Altered resting-state cerebellar-cerebral functional connectivity in patients with panic disorder before and after treatment.

作者信息

Yan Haohao, Han Yiding, Shan Xiaoxiao, Li Huabing, Liu Feng, Xie Guojun, Li Ping, Guo Wenbin

机构信息

Department of Psychiatry, National Clinical Research Center for Mental Disorders, and National Center for Mental Disorders, The Second Xiangya Hospital of Central South University, Changsha, 410011, Hunan, China.

Department of Radiology, The Second Xiangya Hospital of Central South University, Changsha, Hunan, 410011, China.

出版信息

Neuropharmacology. 2023 Dec 1;240:109692. doi: 10.1016/j.neuropharm.2023.109692. Epub 2023 Aug 29.
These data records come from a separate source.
// Add-on Dependency Resolver & Fetcher
//
// Worklist + visited set:
//   1. enqueue selected top-level names (selection order)
//   2. pop; skip if its name was already visited in its tree; mark visited
//   3. materialize: reuse an existing destination, otherwise fetch
//   4. fresh dependency with requirements.txt -> requirements installer
//   5. depth < EXPANSION_DEPTH -> enqueue names from oca_dependencies.txt
//
// Failures are per item: logged, recorded as FetchFailed, left out of AddonsPath.

use log::{debug, info, warn};
use std::collections::{HashSet, VecDeque};
use std::path::{Path, PathBuf};

use crate::addons::manifest::{read_dependency_manifest, DependencySpec};
use crate::addons::source::{AddonSource, RequirementsInstaller};
use crate::addons::{
    AddonDescriptor, AddonKind, AddonState, AddonsPath, REQUIREMENTS_MANIFEST,
};
use crate::settings::{AddonSettings, PathSettings};
use crate::utils::validation::{validate_addon_name, validate_branch_name, validate_source_url};

/// Top-level add-ons are depth 0; only their manifests are scanned.
const EXPANSION_DEPTH: usize = 1;

/// Where add-ons come from and where they land.
#[derive(Debug, Clone)]
pub struct AddonLayout {
    pub builtin: PathBuf,
    pub localization_dir: PathBuf,
    pub custom_addons_dir: PathBuf,
    pub localization_url_template: String,
    pub dependency_url_template: String,
    pub branch: Option<String>,
}

impl AddonLayout {
    pub fn from_settings(paths: &PathSettings, addons: &AddonSettings) -> Self {
        Self {
            builtin: paths.builtin_addons.clone(),
            localization_dir: paths.localization_dir.clone(),
            custom_addons_dir: paths.custom_addons_dir.clone(),
            localization_url_template: addons.localization_url_template.clone(),
            dependency_url_template: addons.dependency_url_template.clone(),
            branch: addons.branch.clone(),
        }
    }
}

#[derive(Debug, Clone)]
pub struct ResolutionReport {
    /// One entry per visited repository, in processing order.
    pub descriptors: Vec<AddonDescriptor>,
    pub addons_path: AddonsPath,
}

impl ResolutionReport {
    pub fn failed(&self) -> impl Iterator<Item = &AddonDescriptor> {
        self.descriptors
            .iter()
            .filter(|d| matches!(d.state, AddonState::FetchFailed(_)))
    }
}

struct WorkItem {
    name: String,
    kind: AddonKind,
    depth: usize,
    source_override: Option<String>,
    branch: Option<String>,
}

impl WorkItem {
    fn top_level(name: &str, branch: Option<String>) -> Self {
        Self {
            name: name.to_string(),
            kind: AddonKind::TopLevel,
            depth: 0,
            source_override: None,
            branch,
        }
    }

    fn dependency(spec: DependencySpec, depth: usize, default_branch: Option<String>) -> Self {
        Self {
            name: spec.name,
            kind: AddonKind::Dependency,
            depth,
            source_override: spec.source_override,
            branch: spec.branch.or(default_branch),
        }
    }
}

fn fill_template(template: &str, name: &str) -> String {
    template.replace("{name}", name)
}

async fn is_dir(path: &Path) -> bool {
    tokio::fs::metadata(path)
        .await
        .map(|m| m.is_dir())
        .unwrap_or(false)
}

fn mark_failed(desc: &mut AddonDescriptor, reason: String) {
    warn!(
        "[PHASE: addons] [STEP: fetch] {} '{}' not installed: {}",
        kind_label(desc.kind),
        desc.name,
        reason
    );
    desc.state = AddonState::FetchFailed(reason);
}

fn kind_label(kind: AddonKind) -> &'static str {
    match kind {
        AddonKind::TopLevel => "Localization module",
        AddonKind::Dependency => "Dependency",
    }
}

pub struct AddonResolver<'a> {
    source: &'a dyn AddonSource,
    installer: &'a dyn RequirementsInstaller,
    layout: AddonLayout,
}

impl<'a> AddonResolver<'a> {
    pub fn new(
        source: &'a dyn AddonSource,
        installer: &'a dyn RequirementsInstaller,
        layout: AddonLayout,
    ) -> Self {
        Self {
            source,
            installer,
            layout,
        }
    }

    fn source_url(&self, item: &WorkItem) -> String {
        if let Some(url) = &item.source_override {
            return url.clone();
        }
        match item.kind {
            AddonKind::TopLevel => fill_template(&self.layout.localization_url_template, &item.name),
            AddonKind::Dependency => fill_template(&self.layout.dependency_url_template, &item.name),
        }
    }

    fn destination(&self, item: &WorkItem) -> PathBuf {
        match item.kind {
            AddonKind::TopLevel => self.layout.localization_dir.join(&item.name),
            AddonKind::Dependency => self.layout.custom_addons_dir.join(&item.name),
        }
    }

    /// Fetch every selected add-on plus one level of declared dependencies.
    pub async fn resolve(&self, selected: &[String]) -> ResolutionReport {
        info!(
            "[PHASE: addons] [STEP: resolve] Resolving {} localization module(s): {}",
            selected.len(),
            selected.join(", ")
        );

        let tooling = self
            .source
            .preflight()
            .await
            .map_err(|e| format!("{:#}", e));
        if let Err(reason) = &tooling {
            warn!(
                "[PHASE: addons] [STEP: preflight] Add-on fetching unavailable: {}",
                reason
            );
        }

        let mut queue: VecDeque<WorkItem> = selected
            .iter()
            .map(|name| WorkItem::top_level(name, self.layout.branch.clone()))
            .collect();
        // Keyed by destination: one entry per name within its add-ons tree.
        let mut visited: HashSet<PathBuf> = HashSet::new();
        let mut descriptors = Vec::new();

        while let Some(item) = queue.pop_front() {
            let url = self.source_url(&item);
            if !visited.insert(self.destination(&item)) {
                debug!(
                    "[PHASE: addons] [STEP: resolve] '{}' already visited; skipping",
                    item.name
                );
                continue;
            }

            let mut desc = AddonDescriptor {
                name: item.name.clone(),
                kind: item.kind,
                source_ref: url,
                dependencies: Vec::new(),
                local_path: None,
                state: AddonState::Unvisited,
            };

            let fresh = match self.materialize(&item, &mut desc, &tooling).await {
                Some(fresh) => fresh,
                None => {
                    descriptors.push(desc);
                    continue;
                }
            };

            if item.kind == AddonKind::Dependency && fresh {
                self.install_requirements(&desc).await;
            }

            if item.depth < EXPANSION_DEPTH {
                for spec in self.declared_dependencies(&desc).await {
                    desc.dependencies.push(spec.name.clone());
                    queue.push_back(WorkItem::dependency(
                        spec,
                        item.depth + 1,
                        self.layout.branch.clone(),
                    ));
                }
            }
            desc.state = AddonState::DependenciesExpanded;
            descriptors.push(desc);
        }

        let addons_path = self.build_addons_path(&descriptors);
        info!(
            "[PHASE: addons] [STEP: resolve] addons_path = {}",
            addons_path.to_config_value()
        );
        ResolutionReport {
            descriptors,
            addons_path,
        }
    }

    /// Make the add-on present on disk. Returns `Some(true)` when freshly fetched,
    /// `Some(false)` when an existing destination was reused, `None` on failure.
    async fn materialize(
        &self,
        item: &WorkItem,
        desc: &mut AddonDescriptor,
        tooling: &Result<(), String>,
    ) -> Option<bool> {
        if let Err(e) = validate_addon_name(&item.name) {
            mark_failed(desc, e.to_string());
            return None;
        }
        if let Err(e) = validate_source_url(&desc.source_ref) {
            mark_failed(desc, e.to_string());
            return None;
        }
        if let Some(Err(e)) = item.branch.as_deref().map(validate_branch_name) {
            mark_failed(desc, e.to_string());
            return None;
        }

        let dest = self.destination(item);
        if is_dir(&dest).await {
            info!(
                "[PHASE: addons] [STEP: fetch] {} '{}' already present at {:?}",
                kind_label(item.kind),
                item.name,
                dest
            );
            desc.local_path = Some(dest);
            desc.state = AddonState::Fetched;
            return Some(false);
        }

        if let Err(reason) = tooling {
            mark_failed(desc, reason.clone());
            return None;
        }

        if let Some(parent) = dest.parent() {
            if let Err(e) = tokio::fs::create_dir_all(parent).await {
                mark_failed(desc, format!("cannot create {:?}: {}", parent, e));
                return None;
            }
        }

        desc.state = AddonState::Fetching;
        info!(
            "[PHASE: addons] [STEP: fetch] Fetching {} '{}' from {}",
            kind_label(item.kind).to_ascii_lowercase(),
            item.name,
            desc.source_ref
        );
        match self
            .source
            .fetch(&desc.source_ref, item.branch.as_deref(), &dest)
            .await
        {
            Ok(()) => {
                desc.local_path = Some(dest);
                desc.state = AddonState::Fetched;
                Some(true)
            }
            Err(e) => {
                mark_failed(desc, format!("{:#}", e));
                // A killed clone leaves a partial tree that would pass as present next run.
                if is_dir(&dest).await {
                    match tokio::fs::remove_dir_all(&dest).await {
                        Ok(()) => debug!(
                            "[PHASE: addons] [STEP: fetch] Removed partial checkout {:?}",
                            dest
                        ),
                        Err(e) => warn!(
                            "[PHASE: addons] [STEP: fetch] Could not remove partial checkout {:?}: {}",
                            dest, e
                        ),
                    }
                }
                None
            }
        }
    }

    async fn declared_dependencies(&self, desc: &AddonDescriptor) -> Vec<DependencySpec> {
        let Some(dir) = desc.local_path.as_deref() else {
            return Vec::new();
        };
        match read_dependency_manifest(dir).await {
            Ok(specs) => {
                if !specs.is_empty() {
                    info!(
                        "[PHASE: addons] [STEP: manifest] '{}' declares {} dependenc(ies)",
                        desc.name,
                        specs.len()
                    );
                }
                specs
            }
            Err(e) => {
                warn!(
                    "[PHASE: addons] [STEP: manifest] Ignoring dependencies of '{}': {:#}",
                    desc.name, e
                );
                Vec::new()
            }
        }
    }

    async fn install_requirements(&self, desc: &AddonDescriptor) {
        let Some(dir) = desc.local_path.as_deref() else {
            return;
        };
        let manifest = dir.join(REQUIREMENTS_MANIFEST);
        if tokio::fs::metadata(&manifest).await.is_err() {
            debug!(
                "[PHASE: addons] [STEP: requirements] No {} in '{}'",
                REQUIREMENTS_MANIFEST, desc.name
            );
            return;
        }
        info!(
            "[PHASE: addons] [STEP: requirements] Installing requirements for '{}'",
            desc.name
        );
        if let Err(e) = self.installer.install(&manifest).await {
            warn!(
                "[PHASE: addons] [STEP: requirements] Requirements for '{}' failed: {:#}",
                desc.name, e
            );
        }
    }

    /// Built-in first, then top-level add-ons, then dependencies; failures omitted.
    fn build_addons_path(&self, descriptors: &[AddonDescriptor]) -> AddonsPath {
        let mut path = AddonsPath::new(self.layout.builtin.clone());
        for kind in [AddonKind::TopLevel, AddonKind::Dependency] {
            for desc in descriptors.iter().filter(|d| d.kind == kind && d.succeeded()) {
                if let Some(location) = &desc.local_path {
                    path.push(location.clone());
                }
            }
        }
        path
    }
}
DOI:10.1016/j.neuropharm.2023.109692
PMID:37652260
Abstract

The study aimed to investigate the functional connectivity (FC) between the cerebellum and intrinsic cerebral networks in patients with panic disorder (PD), and to observe changes in the cerebellar-cerebral FC following pharmacotherapy. Fifty-four patients with PD and 54 healthy controls (HCs) underwent clinical assessments and functional magnetic resonance imaging scans before and after a 5-week paroxetine treatment. Seed-based cerebellar-cerebral FC was compared between the PD and HC groups, as well as between patients with PD before and after treatment. Additionally, the correlations between FC and clinical features of PD were analyzed. Compared to HCs, patients with PD had altered cerebellar-cerebral FC in the default mode, affective-limbic, and sensorimotor networks. Moreover, a negative correlation between cerebellar-insula disconnection and the severity of depressive symptoms in patients with PD (Pearson correlation, r = -0.424, p = 0.001, Bonferroni corrected) was found. After treatment, most of the enhanced FCs observed in patients with PD at baseline returned to levels similar to those observed in HCs. However, the reduced FC at baseline did not significantly change after treatment. The findings suggest that patients with PD have specific deficits in resting-state cerebellar-cerebral FC and that paroxetine may improve PD by restoring the balance of cerebellar-cerebral FC. These findings emphasize the crucial involvement of cerebellar-cerebral FC in the neuropsychological mechanisms underlying PD and in the potential pharmacological mechanisms of paroxetine for treating PD.

摘要

该研究旨在调查惊恐障碍(PD)患者小脑与大脑固有网络之间的功能连接(FC),并观察药物治疗后小脑-大脑FC的变化。54例PD患者和54名健康对照者(HCs)在进行为期5周的帕罗西汀治疗前后接受了临床评估和功能磁共振成像扫描。比较了PD组和HC组之间以及PD患者治疗前后的基于种子点的小脑-大脑FC。此外,还分析了FC与PD临床特征之间的相关性。与HCs相比,PD患者在默认模式、情感边缘和感觉运动网络中的小脑-大脑FC发生了改变。此外,还发现PD患者小脑-岛叶断开与抑郁症状严重程度之间存在负相关(Pearson相关性,r = -0.424,p = 0.001,经Bonferroni校正)。治疗后,PD患者基线时观察到的大多数增强的FC恢复到与HCs中观察到的水平相似。然而,基线时降低的FC在治疗后没有显著变化。这些发现表明,PD患者在静息状态下小脑-大脑FC存在特定缺陷,帕罗西汀可能通过恢复小脑-大脑FC的平衡来改善PD。这些发现强调了小脑-大脑FC在PD潜在神经心理机制以及帕罗西汀治疗PD潜在药理机制中的关键作用。